From geometry, you learned that three distinct non-collinear points will determine a unique plane. Algebraically, the equation of the plane is given by Ax + By + Cz = D; thus, if the three distinct points were given, then we should be able to find the values of A, B, C, and D which will describe the equation of the plane passing through the points.

Suppose the points P(1, 2, 4), Q(-2, 2, -2), and S(2, 1, 3) are the three distinct points determining the plane PQS. Write the algebraic representation for the plane containing these points.
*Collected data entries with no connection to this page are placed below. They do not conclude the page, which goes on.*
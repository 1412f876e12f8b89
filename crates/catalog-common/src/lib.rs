//! Common types shared across the sat-catalog workspace.

pub mod error;
pub mod geometry;

pub use error::{CatalogError, CatalogResult};
pub use geometry::{GeometryError, LineString, Polygon};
Your solution is due Wednesday, 3/18 by the beginning of class!

i don't exactly understand how to approach this problem

$(x_1, y_1, z_1) = (1, 2, 4)$

$(x_2, y_2, z_2) = (-2, 2, -2)$

$(x_3, y_3, z_3) = (2, 1, 3)$.

Substitute these values into the equation $Ax + By + Cz = D$ and you'll get 3 equations in 3 unknowns which you can solve.

$A + 2B + 4C = D$

$-2A + 2B - 2C = D$

$2A + B + 3C = D$.

Solve for $A, B, C$ (your answer will be in terms of $D$).
• Mar 17th 2009, 05:29 PM
ruthvik
how many solutions should i be getting ?

Thanks btw

EDIT : im getting 5 = 1, and all these weird answers, not getting anything equal to d :(
• Mar 17th 2009, 05:47 PM
Prove It
Quote:

Originally Posted by ruthvik
how many solutions should i be getting ?

Thanks btw

EDIT : im getting 5 = 1, and all these weird answers, not getting anything equal to d :(

http://www.mathhelpforum.com/math-he...a850cb86-1.gif

http://www.mathhelpforum.com/math-he...b95e02f8-1.gif

http://www.mathhelpforum.com/math-he...ba92d82d-1.gif.
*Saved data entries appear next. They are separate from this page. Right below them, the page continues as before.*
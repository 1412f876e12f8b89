//! Geodetic geometry types and their WKT representation.
//!
//! Coordinates are (longitude, latitude) pairs in degrees. WKT text is the
//! interchange format with the spatial store: geometries are written through
//! `ST_GeogFromText`/`ST_GeomFromText` and read back through `ST_AsText`,
//! always as bound query parameters.

use serde::{Deserialize, Serialize};
use thiserror::Error;

/// Errors that can occur when constructing or parsing geometries.
#[derive(Debug, Error, PartialEq)]
pub enum GeometryError {
    /// Invalid WKT format.
    #[error("Invalid WKT format: {0}")]
    InvalidWkt(String),

    /// Invalid coordinate value.
    #[error("Invalid coordinate value: {0}")]
    InvalidCoordinate(String),

    /// Coordinate out of valid range.
    #[error("Coordinate out of range: {0}")]
    OutOfRange(String),

    /// Too few vertices for the geometry kind.
    #[error("Degenerate geometry: {0}")]
    Degenerate(String),
}

fn validate_coordinates(lon: f64, lat: f64) -> Result<(), GeometryError> {
    if !lon.is_finite() || !lat.is_finite() {
        return Err(GeometryError::InvalidCoordinate(format!(
            "({}, {}) is not finite",
            lon, lat
        )));
    }

    if !(-180.0..=180.0).contains(&lon) {
        return Err(GeometryError::OutOfRange(format!(
            "Longitude {} is out of range [-180, 180]",
            lon
        )));
    }

    if !(-90.0..=90.0).contains(&lat) {
        return Err(GeometryError::OutOfRange(format!(
            "Latitude {} is out of range [-90, 90]",
            lat
        )));
    }

    Ok(())
}

/// Extract the coordinate text between the outermost parentheses of a WKT
/// string, after checking the expected geometry keyword.
fn wkt_body<'a>(wkt: &'a str, keyword: &str) -> Result<&'a str, GeometryError> {
    let trimmed = wkt.trim();
    if !trimmed.to_uppercase().starts_with(keyword) {
        return Err(GeometryError::InvalidWkt(format!(
            "Expected {} geometry, got '{}'",
            keyword, trimmed
        )));
    }

    let start = trimmed
        .find('(')
        .ok_or_else(|| GeometryError::InvalidWkt("Missing opening parenthesis".to_string()))?;
    let end = trimmed
        .rfind(')')
        .ok_or_else(|| GeometryError::InvalidWkt("Missing closing parenthesis".to_string()))?;

    if end <= start {
        return Err(GeometryError::InvalidWkt(
            "Invalid parenthesis order".to_string(),
        ));
    }

    Ok(trimmed[start + 1..end].trim_matches(|c: char| c == '(' || c == ')' || c.is_whitespace()))
}

/// Parse a comma-separated list of `lon lat` pairs.
fn parse_coord_list(body: &str) -> Result<Vec<(f64, f64)>, GeometryError> {
    body.split(',')
        .map(|pair| {
            let pair = pair.trim();
            let parts: Vec<&str> = pair.split_whitespace().collect();
            if parts.len() != 2 {
                return Err(GeometryError::InvalidWkt(format!(
                    "Expected 'lon lat' format, got '{}'",
                    pair
                )));
            }

            let lon: f64 = parts[0]
                .parse()
                .map_err(|_| GeometryError::InvalidCoordinate(parts[0].to_string()))?;
            let lat: f64 = parts[1]
                .parse()
                .map_err(|_| GeometryError::InvalidCoordinate(parts[1].to_string()))?;

            validate_coordinates(lon, lat)?;
            Ok((lon, lat))
        })
        .collect()
}

fn format_coord_list(points: &[(f64, f64)]) -> String {
    points
        .iter()
        .map(|(lon, lat)| format!("{} {}", lon, lat))
        .collect::<Vec<_>>()
        .join(", ")
}

/// An ordered sequence of (lon, lat) vertices describing a path over the
/// Earth's surface, e.g. a satellite swath footprint.
#[derive(Debug, Clone, PartialEq, Serialize, Deserialize)]
pub struct LineString {
    points: Vec<(f64, f64)>,
}

impl LineString {
    /// Create a linestring from at least two vertices.
    pub fn new(points: Vec<(f64, f64)>) -> Result<Self, GeometryError> {
        if points.len() < 2 {
            return Err(GeometryError::Degenerate(format!(
                "Linestring needs at least 2 vertices, got {}",
                points.len()
            )));
        }

        for &(lon, lat) in &points {
            validate_coordinates(lon, lat)?;
        }

        Ok(Self { points })
    }

    /// The vertices of the linestring.
    pub fn points(&self) -> &[(f64, f64)] {
        &self.points
    }

    /// Serialize into WKT text: `LINESTRING (lon lat, lon lat, ...)`.
    pub fn to_wkt(&self) -> String {
        format!("LINESTRING ({})", format_coord_list(&self.points))
    }

    /// Parse from WKT text.
    ///
    /// Accepts `LINESTRING(lon lat, ...)` with or without whitespace before
    /// the parenthesis, as produced by `ST_AsText`.
    pub fn from_wkt(wkt: &str) -> Result<Self, GeometryError> {
        let body = wkt_body(wkt, "LINESTRING")?;
        Self::new(parse_coord_list(body)?)
    }
}

/// A simple polygon over the Earth's surface, held as a closed exterior
/// ring (last vertex equals the first).
#[derive(Debug, Clone, PartialEq, Serialize, Deserialize)]
pub struct Polygon {
    ring: Vec<(f64, f64)>,
}

impl Polygon {
    /// Create a polygon from an ordered vertex sequence.
    ///
    /// The ring is closed by appending the first vertex if the caller did
    /// not. At least 3 distinct vertices are required.
    pub fn new(vertices: &[(f64, f64)]) -> Result<Self, GeometryError> {
        let mut open: Vec<(f64, f64)> = vertices.to_vec();
        if open.len() > 1 && open.first() == open.last() {
            open.pop();
        }

        if open.len() < 3 {
            return Err(GeometryError::Degenerate(format!(
                "Polygon needs at least 3 distinct vertices, got {}",
                open.len()
            )));
        }

        for &(lon, lat) in &open {
            validate_coordinates(lon, lat)?;
        }

        let mut ring = open;
        ring.push(ring[0]);
        Ok(Self { ring })
    }

    /// The closed exterior ring, including the repeated closing vertex.
    pub fn exterior(&self) -> &[(f64, f64)] {
        &self.ring
    }

    /// The distinct vertices, without the closing repetition.
    pub fn vertices(&self) -> &[(f64, f64)] {
        &self.ring[..self.ring.len() - 1]
    }

    /// Serialize into WKT text: `POLYGON ((lon lat, ..., lon lat))`.
    pub fn to_wkt(&self) -> String {
        format!("POLYGON (({}))", format_coord_list(&self.ring))
    }

    /// Parse from WKT text, e.g. `POLYGON((1.7 54.8, 28.7 54.9, ...))`.
    pub fn from_wkt(wkt: &str) -> Result<Self, GeometryError> {
        let body = wkt_body(wkt, "POLYGON")?;
        Self::new(&parse_coord_list(body)?)
    }
}

#[cfg(test)]
mod tests {
    use super::*;

    #[test]
    fn test_linestring_wkt() {
        let line = LineString::new(vec![(10.0, 50.0), (12.0, 52.0)]).unwrap();
        assert_eq!(line.to_wkt(), "LINESTRING (10 50, 12 52)");
    }

    #[test]
    fn test_linestring_too_short() {
        let result = LineString::new(vec![(10.0, 50.0)]);
        assert!(matches!(result, Err(GeometryError::Degenerate(_))));
    }

    #[test]
    fn test_polygon_closes_open_ring() {
        let poly = Polygon::new(&[(0.0, 0.0), (1.0, 0.0), (1.0, 1.0)]).unwrap();
        assert_eq!(poly.exterior().len(), 4);
        assert_eq!(poly.exterior()[0], poly.exterior()[3]);
    }

    #[test]
    fn test_polygon_keeps_closed_ring() {
        let poly =
            Polygon::new(&[(0.0, 0.0), (1.0, 0.0), (1.0, 1.0), (0.0, 0.0)]).unwrap();
        assert_eq!(poly.vertices().len(), 3);
    }

    #[test]
    fn test_polygon_degenerate() {
        let result = Polygon::new(&[(0.0, 0.0), (1.0, 0.0)]);
        assert!(matches!(result, Err(GeometryError::Degenerate(_))));
    }

    #[test]
    fn test_polygon_wkt_round_trip() {
        let poly = Polygon::new(&[(1.7, 54.8), (28.7, 54.9), (34.8, 71.2), (2.3, 71.7)]).unwrap();
        let parsed = Polygon::from_wkt(&poly.to_wkt()).unwrap();
        assert_eq!(poly, parsed);
    }

    #[test]
    fn test_coordinate_out_of_range() {
        let result = LineString::new(vec![(181.0, 0.0), (0.0, 0.0)]);
        assert!(matches!(result, Err(GeometryError::OutOfRange(_))));
    }
}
Do $R_2 + 2R_1$ and $R_3 - 2R_1$.

$A + 2B + 4C = D$

$4B + 2C = 2D$

$-3B - 5C = -D$

Do $\frac{R_2}{4}$

$A + 2B + 4C = D$

$B + \frac{1}{2}C = \frac{1}{2}D$

$-3B - 5C = -D$

Do $R_3 + 3R_2$

$A + 2B + 4C = D$

$B + \frac{1}{2}C = \frac{1}{2}D$

$-\frac{7}{3}C = \frac{1}{2}D$

I take it now you can solve for $A, B, C$?
• Mar 17th 2009, 05:57 PM
ruthvik
Quote:

Originally Posted by Prove It
http://www.mathhelpforum.com/math-he...a850cb86-1.gif

http://www.mathhelpforum.com/math-he...b95e02f8-1.gif

http://www.mathhelpforum.com/math-he...ba92d82d-1.gif.

Do $R_2 + 2R_1$ and $R_3 - 2R_1$.

$A + 2B + 4C = D$

$4B + 2C = 2D$

$-3B - 5C = -D$

Do $\frac{R_2}{4}$

$A + 2B + 4C = D$

$B + \frac{1}{2}C = \frac{1}{2}D$

$-3B - 5C = -D$

Do $R_3 + 3R_2$

$A + 2B + 4C = D$

$B + \frac{1}{2}C = \frac{1}{2}D$

$-\frac{7}{3}C = \frac{1}{2}D$

I take it now you can solve for $A, B, C$?

nvm, finished, thanks a lot